The bidding was slow at first. But by Friday it climbed to more than $200. The closing high bid on Saturday was $330, more than enough to buy his girlfriend a present he had in mind.
But Iorio, 47, and Sue got different e-mails, too. One writer said the sale was illegal and threatened to turn Iorio in. He did.
"The sale or offer for sale of this nest is a violation of federal law," Robert Garabedian, a special agent with the U.S. Fish and Wildlife Service in Albany, wrote to Iorio.
It's illegal to even take a feather of a covered migratory bird if it is lying on the ground in the woods. The same is true of dead owls, hawks or eagles.
"You can't do that," Garabedian said yesterday. "You have to have a permit."

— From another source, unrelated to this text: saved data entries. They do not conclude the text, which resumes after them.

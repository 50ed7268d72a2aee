//! The five instrumented sorting algorithms.
//!
//! Every algorithm implements `SortAlgorithm`: it sorts a slice in place and
//! reports each comparison and write to a `Recorder`. `Algorithm` is the closed
//! set of implementations; it is resolved once at the call boundary and
//! dispatches statically, so no name lookup happens inside a sorting loop.

mod bubble;
mod insertion;
mod merge;
mod quick;
mod selection;

use std::fmt;
use std::str::FromStr;
use std::time::Instant;

use serde::{Deserialize, Serialize};

use crate::config::SortOptions;
use crate::element::Element;
use crate::error::{ExecutionError, ValidationError};
use crate::recorder::Recorder;

pub use bubble::BubbleSort;
pub use insertion::InsertionSort;
pub use merge::MergeSort;
pub use quick::QuickSort;
pub use selection::SelectionSort;

/// Shared contract of the instrumented algorithms.
///
/// Implementations must:
/// - return immediately, recording nothing, when `data.len() < 2`;
/// - call `Recorder::compare` once per comparison, before branching on it;
/// - call `Recorder::swap`/`Recorder::overwrite` once per relocation, after
///   applying it, naming exactly the positions that changed;
/// - propagate the first `TypeMismatch` without further writes.
pub trait SortAlgorithm {
    /// Selector name.
    const NAME: &'static str;

    /// Sorts `data` in place.
    fn sort<T: Element, R: Recorder<T>>(
        data: &mut [T],
        rec: &mut R,
        options: &SortOptions,
    ) -> Result<(), ExecutionError>;
}

/// Swaps `i` and `j`, honoring the self-swap policy when they coincide.
pub(crate) fn swap_with_policy<T, R: Recorder<T>>(
    data: &mut [T],
    i: usize,
    j: usize,
    rec: &mut R,
    options: &SortOptions,
) {
    if i == j && !options.self_swaps.counts() {
        return;
    }
    data.swap(i, j);
    rec.swap(i, j, data);
}

/// Algorithm selector.
#[derive(Debug, Clone, Copy, PartialEq, Eq, Hash, PartialOrd, Ord, Serialize, Deserialize)]
#[serde(rename_all = "snake_case")]
pub enum Algorithm {
    /// Adjacent-pair passes with early exit.
    Bubble,
    /// Shift-left insertion into the sorted prefix.
    Insertion,
    /// Minimum selection over the unsorted suffix.
    Selection,
    /// Top-down midpoint merge.
    Merge,
    /// Lomuto partition, last-element pivot.
    Quick,
}

impl Algorithm {
    /// All algorithms, in presentation order.
    pub const ALL: [Self; 5] = [
        Self::Bubble,
        Self::Insertion,
        Self::Selection,
        Self::Merge,
        Self::Quick,
    ];

    /// Selector name, as accepted by `FromStr`.
    #[must_use]
    pub const fn name(self) -> &'static str {
        match self {
            Self::Bubble => BubbleSort::NAME,
            Self::Insertion => InsertionSort::NAME,
            Self::Selection => SelectionSort::NAME,
            Self::Merge => MergeSort::NAME,
            Self::Quick => QuickSort::NAME,
        }
    }

    /// Display title, e.g. "Bubble Sort".
    #[must_use]
    pub const fn title(self) -> &'static str {
        match self {
            Self::Bubble => "Bubble Sort",
            Self::Insertion => "Insertion Sort",
            Self::Selection => "Selection Sort",
            Self::Merge => "Merge Sort",
            Self::Quick => "Quick Sort",
        }
    }

    /// Returns true if equal elements keep their relative order.
    #[must_use]
    pub const fn is_stable(self) -> bool {
        matches!(self, Self::Bubble | Self::Insertion | Self::Merge)
    }

    /// Sorts `data` in place, timing only the algorithm itself.
    ///
    /// The elapsed time is stored on the recorder even when the run fails.
    pub fn sort<T: Element, R: Recorder<T>>(
        self,
        data: &mut [T],
        rec: &mut R,
        options: &SortOptions,
    ) -> Result<(), ExecutionError> {
        let start = Instant::now();
        let result = match self {
            Self::Bubble => BubbleSort::sort(data, rec, options),
            Self::Insertion => InsertionSort::sort(data, rec, options),
            Self::Selection => SelectionSort::sort(data, rec, options),
            Self::Merge => MergeSort::sort(data, rec, options),
            Self::Quick => QuickSort::sort(data, rec, options),
        };
        rec.record_elapsed(start.elapsed());
        result
    }
}

impl fmt::Display for Algorithm {
    fn fmt(&self, f: &mut fmt::Formatter<'_>) -> fmt::Result {
        f.write_str(self.name())
    }
}

impl FromStr for Algorithm {
    type Err = ValidationError;

    fn from_str(s: &str) -> Result<Self, Self::Err> {
        let normalized = s.trim().to_ascii_lowercase();
        let stem = normalized
            .strip_suffix("_sort")
            .or_else(|| normalized.strip_suffix("sort"))
            .unwrap_or(&normalized);
        Self::ALL
            .into_iter()
            .find(|alg| alg.name() == stem)
            .ok_or_else(|| ValidationError::InvalidAlgorithmName { name: s.to_string() })
    }
}
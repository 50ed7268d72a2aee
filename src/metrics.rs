//! Per-run operation counters.

use std::time::Duration;

use serde::{Deserialize, Serialize};

/// Operation counts and elapsed time for one sorting run.
///
/// A fresh value is created for every run and only the running algorithm
/// mutates it; once the run returns it is handed out by value.
#[derive(Debug, Clone, Copy, Default, PartialEq, Serialize, Deserialize)]
pub struct Metrics {
    /// Element-to-element ordering tests.
    pub comparisons: u64,
    /// Element relocations: swaps of two positions or single-slot overwrites.
    pub swaps: u64,
    /// Wall-clock time spent inside the algorithm.
    pub time_seconds: f64,
}

impl Metrics {
    /// Creates zeroed metrics.
    #[must_use]
    pub const fn new() -> Self {
        Self {
            comparisons: 0,
            swaps: 0,
            time_seconds: 0.0,
        }
    }

    /// Records the elapsed time of the run.
    pub fn set_elapsed(&mut self, elapsed: Duration) {
        self.time_seconds = elapsed.as_secs_f64();
    }

    /// Returns true if the run performed no comparisons and no writes.
    #[must_use]
    pub const fn is_idle(&self) -> bool {
        self.comparisons == 0 && self.swaps == 0
    }
}
//! Recorders observe a sorting run.
//!
//! Algorithms report every comparison and every write through a `Recorder`.
//! `MetricsRecorder` only counts, so benchmark timings carry a constant
//! per-operation cost. `TraceRecorder` additionally snapshots the working
//! sequence at each step for replay and animation.
//!
//! Counters are bumped in the same call that appends the step, so the number
//! of `Compare` steps always equals `comparisons` and the number of
//! `Swap`/`Overwrite` steps always equals `swaps`.

use std::ops::Range;
use std::time::Duration;

use crate::metrics::Metrics;
use crate::trace::{Step, StepKind, Trace};

/// Observer fed by the instrumented algorithms.
///
/// `compare` is called before the algorithm branches on the comparison.
/// `swap` and `overwrite` are called after the write has been applied, with
/// the positions that changed and the post-write sequence.
pub trait Recorder<T> {
    /// A comparison between positions `i` and `j`.
    fn compare(&mut self, i: usize, j: usize, data: &[T]);

    /// An exchange of positions `i` and `j`.
    fn swap(&mut self, i: usize, j: usize, data: &[T]);

    /// A write to the given positions that counts as a single relocation.
    fn overwrite(&mut self, indices: &[usize], data: &[T]);

    /// Positions that hold their final value. Not counted.
    fn mark_sorted(&mut self, range: Range<usize>, data: &[T]);

    /// Stores the time spent in the algorithm.
    fn record_elapsed(&mut self, elapsed: Duration);

    /// Current counters.
    fn metrics(&self) -> Metrics;
}

/// Counts operations without keeping a trace.
#[derive(Debug, Default, Clone)]
pub struct MetricsRecorder {
    metrics: Metrics,
}

impl MetricsRecorder {
    /// Creates a recorder with zeroed counters.
    #[must_use]
    pub const fn new() -> Self {
        Self {
            metrics: Metrics::new(),
        }
    }

    /// Consumes the recorder, returning the final metrics.
    #[must_use]
    pub const fn finish(self) -> Metrics {
        self.metrics
    }
}

impl<T> Recorder<T> for MetricsRecorder {
    #[inline]
    fn compare(&mut self, _i: usize, _j: usize, _data: &[T]) {
        self.metrics.comparisons += 1;
    }

    #[inline]
    fn swap(&mut self, _i: usize, _j: usize, _data: &[T]) {
        self.metrics.swaps += 1;
    }

    #[inline]
    fn overwrite(&mut self, _indices: &[usize], _data: &[T]) {
        self.metrics.swaps += 1;
    }

    #[inline]
    fn mark_sorted(&mut self, _range: Range<usize>, _data: &[T]) {}

    fn record_elapsed(&mut self, elapsed: Duration) {
        self.metrics.set_elapsed(elapsed);
    }

    fn metrics(&self) -> Metrics {
        self.metrics
    }
}

/// Counts operations and captures a snapshot per step.
///
/// Each step clones the whole working sequence, so memory grows as
/// O(n * steps). Intended for teaching-sized inputs (tens to a few hundred
/// elements), not for large benchmarks.
#[derive(Debug, Clone)]
pub struct TraceRecorder<T> {
    metrics: Metrics,
    input_len: usize,
    steps: Vec<Step<T>>,
}

impl<T: Clone> TraceRecorder<T> {
    /// Creates an empty recorder for a run over `input_len` elements.
    #[must_use]
    pub const fn new(input_len: usize) -> Self {
        Self {
            metrics: Metrics::new(),
            input_len,
            steps: Vec::new(),
        }
    }

    fn push(&mut self, kind: StepKind, indices: Vec<usize>, data: &[T]) {
        self.steps.push(Step {
            kind,
            indices,
            snapshot: data.to_vec(),
        });
    }

    /// Number of steps recorded so far.
    #[must_use]
    pub fn len(&self) -> usize {
        self.steps.len()
    }

    /// Returns true if nothing has been recorded.
    #[must_use]
    pub fn is_empty(&self) -> bool {
        self.steps.is_empty()
    }

    /// Freezes the trace, returning it with the final metrics.
    #[must_use]
    pub fn finish(self) -> (Metrics, Trace<T>) {
        (self.metrics, Trace::new(self.input_len, self.steps))
    }
}

impl<T: Clone> Recorder<T> for TraceRecorder<T> {
    fn compare(&mut self, i: usize, j: usize, data: &[T]) {
        self.metrics.comparisons += 1;
        self.push(StepKind::Compare, vec![i, j], data);
    }

    fn swap(&mut self, i: usize, j: usize, data: &[T]) {
        self.metrics.swaps += 1;
        let indices = if i == j { vec![i] } else { vec![i, j] };
        self.push(StepKind::Swap, indices, data);
    }

    fn overwrite(&mut self, indices: &[usize], data: &[T]) {
        self.metrics.swaps += 1;
        self.push(StepKind::Overwrite, indices.to_vec(), data);
    }

    fn mark_sorted(&mut self, range: Range<usize>, data: &[T]) {
        if range.is_empty() {
            return;
        }
        self.push(StepKind::MarkSorted, range.collect(), data);
    }

    fn record_elapsed(&mut self, elapsed: Duration) {
        self.metrics.set_elapsed(elapsed);
    }

    fn metrics(&self) -> Metrics {
        self.metrics
    }
}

The maximum penalty is up to six months in prison and a $5,000 fine, he said.
Iorio spoke with Garabedian by telephone yesterday. "I told him I ain't going to argue with you. If it's against the law, it's against the law."
Iorio said he plans to donate the nest to a Pennsylvania state park near where the winning bidder lives. The law allows that.
Ironically, two experts told Iorio the nest may not be that of a hummingbird after all. With his luck, though, it would turn out to be some other restricted bird, he said.
In the meantime, he has no money for Sue's present. "I don't know how, but I will pay for it," he said. "It will come from somewhere."
What a birdbrain!!!!!
Good thing we have all those government employees looking out for feathers and such...I'll sleep a little safer tonight...
Pretty rediculous...it's not like the guy went out and poached a bunch of humming birds...
Poached? Yuck. Taking a few dozen and making an omlet is much better.
I think the reason for this law is to prevent the "I just found it" defense when the game warden catches you with a stuffed bald eagle.
Yet the government all but winks at coming over the border illegally.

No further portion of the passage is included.